*Task description*.
From the entries below, copy every line that has the word "normalized".

*** Begin section ***

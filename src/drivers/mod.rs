//! Terminal input and output behind small traits, so the runner can be
//! driven by a scripted input source in tests.

pub mod console;
pub mod keyboard;

use std::io;
use std::time::Duration;

use crossterm::event::Event;

use crate::ui::UiFrame;

pub trait InputDriver {
    fn poll(&mut self, timeout: Duration) -> io::Result<bool>;
    fn read(&mut self) -> io::Result<Event>;
}

impl<T: InputDriver + ?Sized> InputDriver for &mut T {
    fn poll(&mut self, timeout: Duration) -> io::Result<bool> {
        (**self).poll(timeout)
    }

    fn read(&mut self) -> io::Result<Event> {
        (**self).read()
    }
}

pub trait OutputDriver {
    /// Takes over the terminal: alternate screen, raw mode, mouse capture.
    fn enter(&mut self) -> io::Result<()>;
    /// Restores the terminal. Calling it twice is harmless.
    fn exit(&mut self) -> io::Result<()>;

    fn draw<F>(&mut self, f: F) -> io::Result<()>
    where
        F: FnOnce(&mut UiFrame<'_>);
}

#[cfg(test)]
mod tests {
    use super::*;
    use crossterm::event::{KeyCode, KeyEvent, KeyModifiers};
    use std::collections::VecDeque;

    struct Scripted(VecDeque<Event>);

    impl InputDriver for Scripted {
        fn poll(&mut self, _timeout: Duration) -> io::Result<bool> {
            Ok(!self.0.is_empty())
        }

        fn read(&mut self) -> io::Result<Event> {
            self.0
                .pop_front()
                .ok_or_else(|| io::Error::other("script exhausted"))
        }
    }

    fn drain<D: InputDriver>(mut driver: D) -> usize {
        let mut count = 0;
        while driver.poll(Duration::ZERO).unwrap() {
            driver.read().unwrap();
            count += 1;
        }
        count
    }

    #[test]
    fn mutable_reference_forwards_to_driver() {
        let key = Event::Key(KeyEvent::new(KeyCode::Char('a'), KeyModifiers::NONE));
        let mut driver = Scripted(VecDeque::from(vec![key.clone(), key]));
        assert_eq!(drain(&mut driver), 2);
        assert!(driver.read().is_err());
    }
}
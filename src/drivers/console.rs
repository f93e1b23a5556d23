use std::collections::VecDeque;
use std::io::{self, Stdout};
use std::time::Duration;

use crossterm::event::{
    DisableMouseCapture, EnableMouseCapture, Event, KeyboardEnhancementFlags,
    PopKeyboardEnhancementFlags, PushKeyboardEnhancementFlags,
};
use crossterm::terminal::{EnterAlternateScreen, LeaveAlternateScreen};
use crossterm::{execute, terminal};
use ratatui::Terminal;
use ratatui::backend::CrosstermBackend;
use ratatui::layout::Rect;

use super::keyboard::KeyboardNormalizer;
use super::{InputDriver, OutputDriver};
use crate::ui::UiFrame;

/// Reads crossterm events through a [`KeyboardNormalizer`].
pub struct ConsoleInputDriver {
    normalizer: KeyboardNormalizer,
    event_queue: VecDeque<Event>,
}

impl Default for ConsoleInputDriver {
    fn default() -> Self {
        Self::new()
    }
}

impl ConsoleInputDriver {
    pub fn new() -> Self {
        Self {
            normalizer: KeyboardNormalizer::new(),
            event_queue: VecDeque::new(),
        }
    }
}

impl InputDriver for ConsoleInputDriver {
    fn poll(&mut self, timeout: Duration) -> io::Result<bool> {
        let mut timeout = timeout;
        while self.event_queue.is_empty() {
            if !crossterm::event::poll(timeout)? {
                return Ok(false);
            }
            let evt = crossterm::event::read()?;
            if let Some(normalized) = self.normalizer.normalize(evt) {
                self.event_queue.push_back(normalized);
            }
            timeout = Duration::ZERO;
        }
        Ok(true)
    }

    fn read(&mut self) -> io::Result<Event> {
        loop {
            if let Some(evt) = self.event_queue.pop_front() {
                return Ok(evt);
            }
            let evt = crossterm::event::read()?;
            if let Some(normalized) = self.normalizer.normalize(evt) {
                return Ok(normalized);
            }
        }
    }
}

pub struct ConsoleOutputDriver {
    terminal: Terminal<CrosstermBackend<Stdout>>,
    entered: bool,
    enhanced_keys: bool,
}

impl ConsoleOutputDriver {
    pub fn new() -> io::Result<Self> {
        let backend = CrosstermBackend::new(io::stdout());
        let terminal = Terminal::new(backend)?;
        Ok(Self {
            terminal,
            entered: false,
            enhanced_keys: false,
        })
    }

    pub fn area(&self) -> io::Result<Rect> {
        let size = self.terminal.size()?;
        Ok(Rect::new(0, 0, size.width, size.height))
    }
}

impl OutputDriver for ConsoleOutputDriver {
    fn enter(&mut self) -> io::Result<()> {
        if self.entered {
            return Ok(());
        }
        execute!(
            self.terminal.backend_mut(),
            EnterAlternateScreen,
            EnableMouseCapture
        )?;
        terminal::enable_raw_mode()?;
        // Release events let Escape tell a held key from a new press.
        if matches!(terminal::supports_keyboard_enhancement(), Ok(true)) {
            execute!(
                self.terminal.backend_mut(),
                PushKeyboardEnhancementFlags(KeyboardEnhancementFlags::REPORT_EVENT_TYPES)
            )?;
            self.enhanced_keys = true;
        }
        self.terminal.hide_cursor()?;
        self.entered = true;
        tracing::debug!(enhanced_keys = self.enhanced_keys, "terminal entered");
        Ok(())
    }

    fn exit(&mut self) -> io::Result<()> {
        if !self.entered {
            return Ok(());
        }
        if self.enhanced_keys {
            execute!(self.terminal.backend_mut(), PopKeyboardEnhancementFlags)?;
            self.enhanced_keys = false;
        }
        terminal::disable_raw_mode()?;
        execute!(
            self.terminal.backend_mut(),
            DisableMouseCapture,
            LeaveAlternateScreen
        )?;
        self.terminal.show_cursor()?;
        self.entered = false;
        Ok(())
    }

    fn draw<F>(&mut self, f: F) -> io::Result<()>
    where
        F: FnOnce(&mut UiFrame<'_>),
    {
        self.terminal
            .draw(move |frame| {
                let mut wrapper = UiFrame::new(frame);
                f(&mut wrapper);
            })
            .map(|_| ())
            .map_err(|err| io::Error::other(err.to_string()))
    }
}

impl Drop for ConsoleOutputDriver {
    fn drop(&mut self) {
        let _ = self.exit();
    }
}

*** End section ***

*Task answer*.
            if let Some(normalized) = self.normalizer.normalize(evt) {
                self.event_queue.push_back(normalized);
            if let Some(normalized) = self.normalizer.normalize(evt) {
                return Ok(normalized);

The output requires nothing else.